The Romans esteemed Horehound for its medicinal properties, and its Latin name of Marrubium is said to be derived from Maria urbs, an ancient town of Italy. Other authors derive its name from the Hebrew marrob (a bitter juice), and state that it was one of the bitter herbs which the Jews were ordered to take for the Feast of Passover.
The Egyptian Priests called this plant the 'Seed of Horus,' or the 'Bull's Blood,' and the 'Eye of the Star.' It was a principal ingredient in the negro Caesar's antidote for vegetable poisons.
Gerard recommends it, in addition to its uses in coughs and colds, to 'those that have drunk poyson or have been bitten of serpents,' and it was also administered for 'mad dogge's biting.'
It was once regarded as an anti-magical herb.
According to Columella, Horehound is a serviceable remedy against Cankerworm in trees, and it is stated that if it be put into new milk and set in a place pestered with flies, it will speedily kill them all.
White horehound is an easily grown plant that succeeds in most well-drained soils, though it flourishes best in a poor dry soil.
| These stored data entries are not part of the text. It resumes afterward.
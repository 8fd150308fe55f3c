use std::collections::BTreeMap;
use std::fmt::{Display, Formatter};
use std::future::Future;
use std::pin::Pin;
use std::sync::{Arc, Mutex, PoisonError};

/// Minimal HTTP method set needed by fetchers.
#[derive(Debug, Clone, Copy, PartialEq, Eq)]
pub enum HttpMethod {
    Get,
    Post,
}

/// HTTP request envelope used by fetcher transport calls.
#[derive(Debug, Clone, PartialEq, Eq)]
pub struct HttpRequest {
    pub method: HttpMethod,
    pub url: String,
    pub headers: BTreeMap<String, String>,
    pub body: Option<String>,
    pub timeout_ms: u64,
}

impl HttpRequest {
    pub fn new(method: HttpMethod, url: impl Into<String>) -> Self {
        Self {
            method,
            url: url.into(),
            headers: BTreeMap::new(),
            body: None,
            timeout_ms: 10_000,
        }
    }

    pub fn get(url: impl Into<String>) -> Self {
        Self::new(HttpMethod::Get, url)
    }

    pub fn with_header(mut self, name: impl Into<String>, value: impl Into<String>) -> Self {
        self.headers
            .insert(name.into().to_ascii_lowercase(), value.into());
        self
    }

    pub fn with_body(mut self, body: impl Into<String>) -> Self {
        self.body = Some(body.into());
        self
    }

    pub fn with_timeout_ms(mut self, timeout_ms: u64) -> Self {
        self.timeout_ms = timeout_ms;
        self
    }
}

/// HTTP response envelope returned by a transport.
#[derive(Debug, Clone, PartialEq, Eq)]
pub struct HttpResponse {
    pub status: u16,
    pub body: String,
}

impl HttpResponse {
    pub fn ok(body: impl Into<String>) -> Self {
        Self {
            status: 200,
            body: body.into(),
        }
    }

    pub fn with_status(status: u16, body: impl Into<String>) -> Self {
        Self {
            status,
            body: body.into(),
        }
    }

    pub const fn is_success(&self) -> bool {
        self.status >= 200 && self.status < 300
    }
}

/// Transport-level HTTP error.
#[derive(Debug, Clone, PartialEq, Eq)]
pub struct HttpError {
    message: String,
    retryable: bool,
}

impl HttpError {
    pub fn new(message: impl Into<String>) -> Self {
        Self {
            message: message.into(),
            retryable: true,
        }
    }

    pub fn non_retryable(message: impl Into<String>) -> Self {
        Self {
            message: message.into(),
            retryable: false,
        }
    }

    pub fn message(&self) -> &str {
        &self.message
    }

    pub const fn retryable(&self) -> bool {
        self.retryable
    }
}

impl Display for HttpError {
    fn fmt(&self, f: &mut Formatter<'_>) -> std::fmt::Result {
        f.write_str(&self.message)
    }
}

impl std::error::Error for HttpError {}

/// Boxed future returned by [`HttpClient::execute`].
pub type HttpFuture<'a> = Pin<Box<dyn Future<Output = Result<HttpResponse, HttpError>> + Send + 'a>>;

/// Fetcher transport contract.
pub trait HttpClient: Send + Sync {
    fn execute<'a>(&'a self, request: HttpRequest) -> HttpFuture<'a>;
}

/// Transport that answers every request with an empty JSON array.
#[derive(Debug, Default)]
pub struct NoopHttpClient;

impl HttpClient for NoopHttpClient {
    fn execute<'a>(&'a self, request: HttpRequest) -> HttpFuture<'a> {
        let _ = request;
        Box::pin(async move { Ok(HttpResponse::ok("[]")) })
    }
}

/// Deterministic offline transport: canned responses matched by URL substring.
///
/// Every request is recorded so tests can assert on what reached the wire.
#[derive(Debug, Default)]
pub struct StubHttpClient {
    routes: Vec<(String, Result<HttpResponse, HttpError>)>,
    requests: Mutex<Vec<HttpRequest>>,
}

impl StubHttpClient {
    pub fn new() -> Self {
        Self::default()
    }

    /// Answers requests whose URL contains `url_fragment` with `response`.
    /// The first matching registration wins.
    pub fn with_response(mut self, url_fragment: impl Into<String>, response: HttpResponse) -> Self {
        self.routes.push((url_fragment.into(), Ok(response)));
        self
    }

    pub fn with_json(self, url_fragment: impl Into<String>, body: impl Into<String>) -> Self {
        self.with_response(url_fragment, HttpResponse::ok(body))
    }

    pub fn with_error(mut self, url_fragment: impl Into<String>, error: HttpError) -> Self {
        self.routes.push((url_fragment.into(), Err(error)));
        self
    }

    pub fn requests(&self) -> Vec<HttpRequest> {
        self.requests
            .lock()
            .unwrap_or_else(PoisonError::into_inner)
            .clone()
    }

    pub fn request_count(&self) -> usize {
        self.requests
            .lock()
            .unwrap_or_else(PoisonError::into_inner)
            .len()
    }

    pub fn into_shared(self) -> Arc<Self> {
        Arc::new(self)
    }
}

impl HttpClient for StubHttpClient {
    fn execute<'a>(&'a self, request: HttpRequest) -> HttpFuture<'a> {
        let answer = self
            .routes
            .iter()
            .find(|(fragment, _)| request.url.contains(fragment.as_str()))
            .map(|(_, answer)| answer.clone())
            .unwrap_or_else(|| {
                Err(HttpError::non_retryable(String::from(
                    "no stub response registered for request",
                )))
            });
        self.requests
            .lock()
            .unwrap_or_else(PoisonError::into_inner)
            .push(request);
        Box::pin(async move { answer })
    }
}

/// Production HTTP client using reqwest.
#[derive(Debug, Clone)]
pub struct ReqwestHttpClient {
    client: Arc<reqwest::Client>,
}

impl ReqwestHttpClient {
    pub fn new() -> Self {
        Self {
            client: Arc::new(
                reqwest::Client::builder()
                    .user_agent(concat!("finplex/", env!("CARGO_PKG_VERSION")))
                    .cookie_store(true)
                    .build()
                    .unwrap_or_else(|_| reqwest::Client::new()),
            ),
        }
    }

    pub fn with_client(client: reqwest::Client) -> Self {
        Self {
            client: Arc::new(client),
        }
    }
}

impl Default for ReqwestHttpClient {
    fn default() -> Self {
        Self::new()
    }
}

impl HttpClient for ReqwestHttpClient {
    fn execute<'a>(&'a self, request: HttpRequest) -> HttpFuture<'a> {
        Box::pin(async move {
            let mut builder = match request.method {
                HttpMethod::Get => self.client.get(&request.url),
                HttpMethod::Post => self.client.post(&request.url),
            };

            for (name, value) in &request.headers {
                builder = builder.header(name, value);
            }
            builder = builder.timeout(std::time::Duration::from_millis(request.timeout_ms));
            if let Some(body) = request.body {
                builder = builder.body(body);
            }

            // reqwest errors can embed the URL, which may carry an api key.
            let response = builder.send().await.map_err(|e| {
                if e.is_timeout() {
                    HttpError::new("request timeout")
                } else if e.is_connect() {
                    HttpError::new("connection failed")
                } else {
                    HttpError::non_retryable("request failed")
                }
            })?;

            let status = response.status().as_u16();
            let body = response
                .text()
                .await
                .map_err(|_| HttpError::new("failed to read response body"))?;

            Ok(HttpResponse { status, body })
        })
    }
}
use thiserror::Error;

/// CLI-level error categories mapped to exit codes.
#[derive(Debug, Error)]
pub enum CliError {
    #[error(transparent)]
    Core(#[from] finplex_core::CoreError),

    #[error(transparent)]
    Validation(#[from] finplex_core::ValidationError),

    #[error("command error: {0}")]
    Command(String),

    /// The command ran and produced an error body, already written to stdout.
    #[error("{kind} (status {status})")]
    Response { status: u16, kind: String },

    #[error(transparent)]
    Serialization(#[from] serde_json::Error),

    #[error(transparent)]
    Io(#[from] std::io::Error),
}

impl CliError {
    pub fn exit_code(&self) -> u8 {
        match self {
            Self::Core(error) => status_exit_code(error.status_code()),
            Self::Validation(_) | Self::Command(_) => 2,
            Self::Response { status, .. } => status_exit_code(*status),
            Self::Serialization(_) => 4,
            Self::Io(_) => 10,
        }
    }
}

const fn status_exit_code(status: u16) -> u8 {
    match status {
        400 => 2,
        404 => 3,
        _ => 5,
    }
}
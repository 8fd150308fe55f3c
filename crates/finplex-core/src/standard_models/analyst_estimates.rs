use serde::{Deserialize, Serialize};

use crate::domain::{IsoDate, Symbol};
use crate::schema::{Data, Field, FieldKind, QueryParams, Schema, SchemaModel};
use crate::standard_models::{Period, StandardModel};

const fn default_limit() -> u32 {
    30
}

#[derive(Debug, Clone, PartialEq, Serialize, Deserialize)]
pub struct AnalystEstimatesQuery {
    pub symbol: Symbol,
    #[serde(default)]
    pub period: Period,
    #[serde(default = "default_limit")]
    pub limit: u32,
}

impl SchemaModel for AnalystEstimatesQuery {
    fn schema() -> Schema {
        Schema::new(
            "AnalystEstimatesQuery",
            vec![
                Field::required("symbol", FieldKind::String, "Symbol to get data for."),
                Field::optional("period", FieldKind::String, "Time period of the data to return: quarter or annual.")
                    .default_value("annual"),
                Field::optional("limit", FieldKind::Integer, "The number of data entries to return.")
                    .default_value(30),
            ],
        )
    }
}

impl QueryParams for AnalystEstimatesQuery {}

#[derive(Debug, Clone, PartialEq, Serialize, Deserialize)]
pub struct AnalystEstimatesData {
    pub symbol: String,
    pub date: IsoDate,
    #[serde(default, alias = "estimatedRevenueLow")]
    pub estimated_revenue_low: Option<i64>,
    #[serde(default, alias = "estimatedRevenueHigh")]
    pub estimated_revenue_high: Option<i64>,
    #[serde(default, alias = "estimatedRevenueAvg")]
    pub estimated_revenue_avg: Option<i64>,
    #[serde(default, alias = "estimatedEbitdaLow")]
    pub estimated_ebitda_low: Option<i64>,
    #[serde(default, alias = "estimatedEbitdaHigh")]
    pub estimated_ebitda_high: Option<i64>,
    #[serde(default, alias = "estimatedEbitdaAvg")]
    pub estimated_ebitda_avg: Option<i64>,
    #[serde(default, alias = "estimatedEbitAvg")]
    pub estimated_ebit_avg: Option<i64>,
    #[serde(default, alias = "estimatedNetIncomeAvg")]
    pub estimated_net_income_avg: Option<i64>,
    #[serde(default, alias = "estimatedSgaExpenseAvg")]
    pub estimated_sga_expense_avg: Option<i64>,
    #[serde(default, alias = "estimatedEpsAvg")]
    pub estimated_eps_avg: Option<f64>,
    #[serde(default, alias = "estimatedEpsHigh")]
    pub estimated_eps_high: Option<f64>,
    #[serde(default, alias = "estimatedEpsLow")]
    pub estimated_eps_low: Option<f64>,
    #[serde(default, alias = "numberAnalystEstimatedRevenue")]
    pub number_analyst_estimated_revenue: Option<i64>,
    #[serde(default, alias = "numberAnalystsEstimatedEps")]
    pub number_analysts_estimated_eps: Option<i64>,
}

impl SchemaModel for AnalystEstimatesData {
    fn schema() -> Schema {
        let int = |name: &str, description: &str| Field::optional(name, FieldKind::Integer, description);
        let float = |name: &str, description: &str| Field::optional(name, FieldKind::Float, description);
        Schema::new(
            "AnalystEstimatesData",
            vec![
                Field::required("symbol", FieldKind::String, "Symbol representing the entity requested in the data."),
                Field::required("date", FieldKind::Date, "The date of the estimate."),
                int("estimated_revenue_low", "Estimated revenue low."),
                int("estimated_revenue_high", "Estimated revenue high."),
                int("estimated_revenue_avg", "Estimated revenue average."),
                int("estimated_ebitda_low", "Estimated EBITDA low."),
                int("estimated_ebitda_high", "Estimated EBITDA high."),
                int("estimated_ebitda_avg", "Estimated EBITDA average."),
                int("estimated_ebit_avg", "Estimated EBIT average."),
                int("estimated_net_income_avg", "Estimated net income average."),
                int("estimated_sga_expense_avg", "Estimated SGA expense average."),
                float("estimated_eps_avg", "Estimated EPS average."),
                float("estimated_eps_high", "Estimated EPS high."),
                float("estimated_eps_low", "Estimated EPS low."),
                int("number_analyst_estimated_revenue", "Number of analysts who estimated revenue."),
                int("number_analysts_estimated_eps", "Number of analysts who estimated EPS."),
            ],
        )
    }
}

impl Data for AnalystEstimatesData {}

/// Consensus analyst estimates per fiscal period.
pub struct AnalystEstimates;

impl StandardModel for AnalystEstimates {
    const NAME: &'static str = "AnalystEstimates";
    const DESCRIPTION: &'static str = "Get historical analyst estimates for earnings and revenue.";

    type Query = AnalystEstimatesQuery;
    type Data = AnalystEstimatesData;
}

#[cfg(test)]
mod tests {
    use serde_json::json;

    use super::*;

    #[test]
    fn query_upper_cases_symbol_and_applies_defaults() {
        let record = json!({"symbol": "msft"});
        let query = AnalystEstimatesQuery::from_record(record.as_object().expect("object"))
            .expect("query should parse");

        assert_eq!(query.symbol.as_str(), "MSFT");
        assert_eq!(query.period, Period::Annual);
        assert_eq!(query.limit, 30);
    }

    #[test]
    fn query_rejects_unknown_period() {
        let record = json!({"symbol": "MSFT", "period": "weekly"});
        assert!(AnalystEstimatesQuery::from_record(record.as_object().expect("object")).is_err());
    }
}
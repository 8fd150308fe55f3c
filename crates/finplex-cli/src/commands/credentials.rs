use std::io::Write;

use finplex_core::Platform;

use crate::cli::CredentialsArgs;
use crate::error::CliError;

pub fn run(args: &CredentialsArgs, platform: &Platform) -> Result<(), CliError> {
    let credentials = platform.credentials();
    let rendered = if args.reveal {
        credentials.reveal()
    } else {
        credentials.describe()
    };
    let mut stdout = std::io::stdout().lock();
    writeln!(stdout, "{rendered}")?;
    Ok(())
}
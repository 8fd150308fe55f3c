//! Retry logic with exponential backoff and jitter, plus a retrying transport wrapper.

use std::sync::Arc;
use std::time::Duration;

use tracing::warn;

use crate::http_client::{HttpClient, HttpFuture, HttpRequest};

/// Backoff strategy for retrying failed requests.
#[derive(Debug, Clone, Copy, PartialEq)]
pub enum Backoff {
    Fixed {
        delay: Duration,
    },
    /// Delay is `base * factor^attempt`, capped at `max`.
    Exponential {
        base: Duration,
        factor: f64,
        max: Duration,
        /// Apply +/- 50% random jitter.
        jitter: bool,
    },
}

impl Default for Backoff {
    fn default() -> Self {
        Self::Exponential {
            base: Duration::from_millis(200),
            factor: 2.0,
            max: Duration::from_secs(3),
            jitter: true,
        }
    }
}

impl Backoff {
    /// Delay before retry `attempt` (0-based).
    pub fn delay(self, attempt: u32) -> Duration {
        match self {
            Self::Fixed { delay } => delay,
            Self::Exponential {
                base,
                factor,
                max,
                jitter,
            } => {
                let scale = factor.powi(attempt.min(i32::MAX as u32) as i32);
                let capped_seconds = (base.as_secs_f64() * scale).min(max.as_secs_f64());
                let delay = Duration::from_secs_f64(capped_seconds);

                if !jitter {
                    return delay;
                }
                let millis = delay.as_millis() as u64;
                let spread = millis / 2;
                let offset = fastrand::u64(0..=spread * 2);
                Duration::from_millis((millis + offset).saturating_sub(spread))
            }
        }
    }
}

/// Configuration for the automatic retry mechanism.
#[derive(Debug, Clone)]
pub struct RetryConfig {
    pub enabled: bool,
    /// Total attempts = `max_retries + 1`.
    pub max_retries: u32,
    pub backoff: Backoff,
    pub retry_on_status: Vec<u16>,
}

impl Default for RetryConfig {
    fn default() -> Self {
        Self {
            enabled: true,
            max_retries: 2,
            backoff: Backoff::default(),
            retry_on_status: vec![408, 429, 500, 502, 503, 504],
        }
    }
}

impl RetryConfig {
    pub fn exponential(max_retries: u32, base: Duration) -> Self {
        Self {
            max_retries,
            backoff: Backoff::Exponential {
                base,
                factor: 2.0,
                max: Duration::from_secs(3),
                jitter: true,
            },
            ..Self::default()
        }
    }

    pub fn fixed(delay: Duration, max_retries: u32) -> Self {
        Self {
            max_retries,
            backoff: Backoff::Fixed { delay },
            ..Self::default()
        }
    }

    pub fn no_retry() -> Self {
        Self {
            enabled: false,
            max_retries: 0,
            ..Self::default()
        }
    }

    pub fn should_retry_status(&self, status: u16) -> bool {
        self.retry_on_status.contains(&status)
    }

    pub fn delay_for_attempt(&self, attempt: u32) -> Duration {
        self.backoff.delay(attempt)
    }

    const fn attempts_left(&self, attempt: u32) -> bool {
        self.enabled && attempt < self.max_retries
    }
}

/// Transport decorator that retries retryable transport errors and retryable statuses.
pub struct RetryingHttpClient {
    inner: Arc<dyn HttpClient>,
    config: RetryConfig,
}

impl RetryingHttpClient {
    pub fn new(inner: Arc<dyn HttpClient>, config: RetryConfig) -> Self {
        Self { inner, config }
    }
}

impl HttpClient for RetryingHttpClient {
    fn execute<'a>(&'a self, request: HttpRequest) -> HttpFuture<'a> {
        Box::pin(async move {
            let mut attempt = 0_u32;
            loop {
                let outcome = self.inner.execute(request.clone()).await;
                let retry = match &outcome {
                    Ok(response) => self.config.should_retry_status(response.status),
                    Err(error) => error.retryable(),
                };
                if !retry || !self.config.attempts_left(attempt) {
                    return outcome;
                }

                let delay = self.config.delay_for_attempt(attempt);
                warn!(
                    attempt = attempt + 1,
                    max_retries = self.config.max_retries,
                    delay_ms = delay.as_millis() as u64,
                    "retrying upstream request"
                );
                tokio::time::sleep(delay).await;
                attempt += 1;
            }
        })
    }
}
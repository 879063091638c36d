//! Overlay styling policy

use super::OverlaySlot;
use crate::session::ViewMode;
use scai_common::geo::FeatureProperties;
use scai_common::CongestionLevel;
use serde::Serialize;

/// Line style for one rendered feature
#[derive(Debug, Clone, Copy, PartialEq, Serialize)]
pub struct LayerStyle {
    pub color: &'static str,
    pub weight: f64,
    pub opacity: f64,
    /// Dash pattern, e.g. "6 4"
    pub dash: Option<&'static str>,
}

/// Style function applied to every feature of a slot
pub type StyleFn = fn(&FeatureProperties, ViewMode) -> LayerStyle;

const BASELINE_OPACITY: f64 = 0.75;
/// Baseline fades so the modified overlay stands out in the after view
const BASELINE_OPACITY_AFTER: f64 = 0.3;

const CLOSED_STYLE: LayerStyle = LayerStyle {
    color: "#7f1d1d",
    weight: 5.0,
    opacity: 0.95,
    dash: Some("6 4"),
};

fn congestion_color(level: CongestionLevel) -> &'static str {
    match level {
        CongestionLevel::Free => "#22c55e",
        CongestionLevel::Moderate => "#eab308",
        CongestionLevel::Heavy => "#f97316",
        CongestionLevel::Severe => "#ef4444",
        CongestionLevel::Closed => CLOSED_STYLE.color,
    }
}

fn congestion_weight(level: CongestionLevel) -> f64 {
    match level {
        CongestionLevel::Free => 1.5,
        CongestionLevel::Moderate => 2.0,
        CongestionLevel::Heavy => 2.5,
        CongestionLevel::Severe | CongestionLevel::Closed => 3.0,
    }
}

fn baseline_style(props: &FeatureProperties, view_mode: ViewMode) -> LayerStyle {
    let level = props.level();
    LayerStyle {
        color: congestion_color(level),
        weight: congestion_weight(level),
        opacity: match view_mode {
            ViewMode::Before => BASELINE_OPACITY,
            ViewMode::After => BASELINE_OPACITY_AFTER,
        },
        dash: None,
    }
}

fn modified_style(props: &FeatureProperties, _view_mode: ViewMode) -> LayerStyle {
    if props.is_closed {
        return CLOSED_STYLE;
    }
    LayerStyle {
        color: congestion_color(props.level()),
        weight: 4.0,
        opacity: 0.9,
        dash: None,
    }
}

/// Style function for a slot
pub fn style_for(slot: OverlaySlot) -> StyleFn {
    match slot {
        OverlaySlot::Baseline => baseline_style,
        OverlaySlot::Modified => modified_style,
    }
}

/// Hover/popup label: name, congestion or closure, and the policy marker
pub fn feature_label(props: &FeatureProperties) -> String {
    let mut parts = Vec::with_capacity(3);

    let name = props.display_name();
    match props.category() {
        Some(category) if category != name => parts.push(format!("{} ({})", name, category)),
        _ => parts.push(name.to_string()),
    }

    if props.is_closed {
        parts.push("Closed".to_string());
    } else if let Some(pct) = props.congestion_pct() {
        parts.push(format!("{}% congestion", pct));
    }

    if props.is_modified {
        parts.push("Modified by policy".to_string());
    }

    parts.join(" | ")
}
Another report says that the plant flourishes best where there is plenty of nitrogen in the soil. It prefers neutral to alkaline soil conditions and requires a warm sunny position if it is to do well. Often grown in the herb garden and sometimes cultivated commercially as a medicinal herb. If the plant is cut back after flowering it will normally produce a second crop of leaves. The fresh leaves have a pronounced musky smell, though this is lost once the plant is dried.
A good bee plant. White horehound is a good companion plant for growing near tomatoes. The tomatoes crop for a longer period and also produce a heavier crop.
Information source: www.botanical.com
Approximately 100 seeds in 0,1g packet.
Genus - Marrubium
Species - Vulgare
Common name - White Horehound
Pre-Treatment - Not-required
Hardiness zones - 3 - 9
Height - 0,40 m
Spread - 0,30 m
Plant type - Perennial grass/herb
Exposure - Full Sun
Growth rate - Medium
Soil PH - Neutral, alkaline
Soil type - Sandy, loamy, clay, dry, poor
Water requirements - Low, Average
Landscape uses - Cultivated beds, nedicinal herb
Leaf / Flower color - Green / Light Yellow
Sow seeds from March to April inside or from August to September in a cold frame.
Germination can be slow and erratic.
Prick out the seedlings into individual pots when they are large enough to handle and plant them out in the following spring.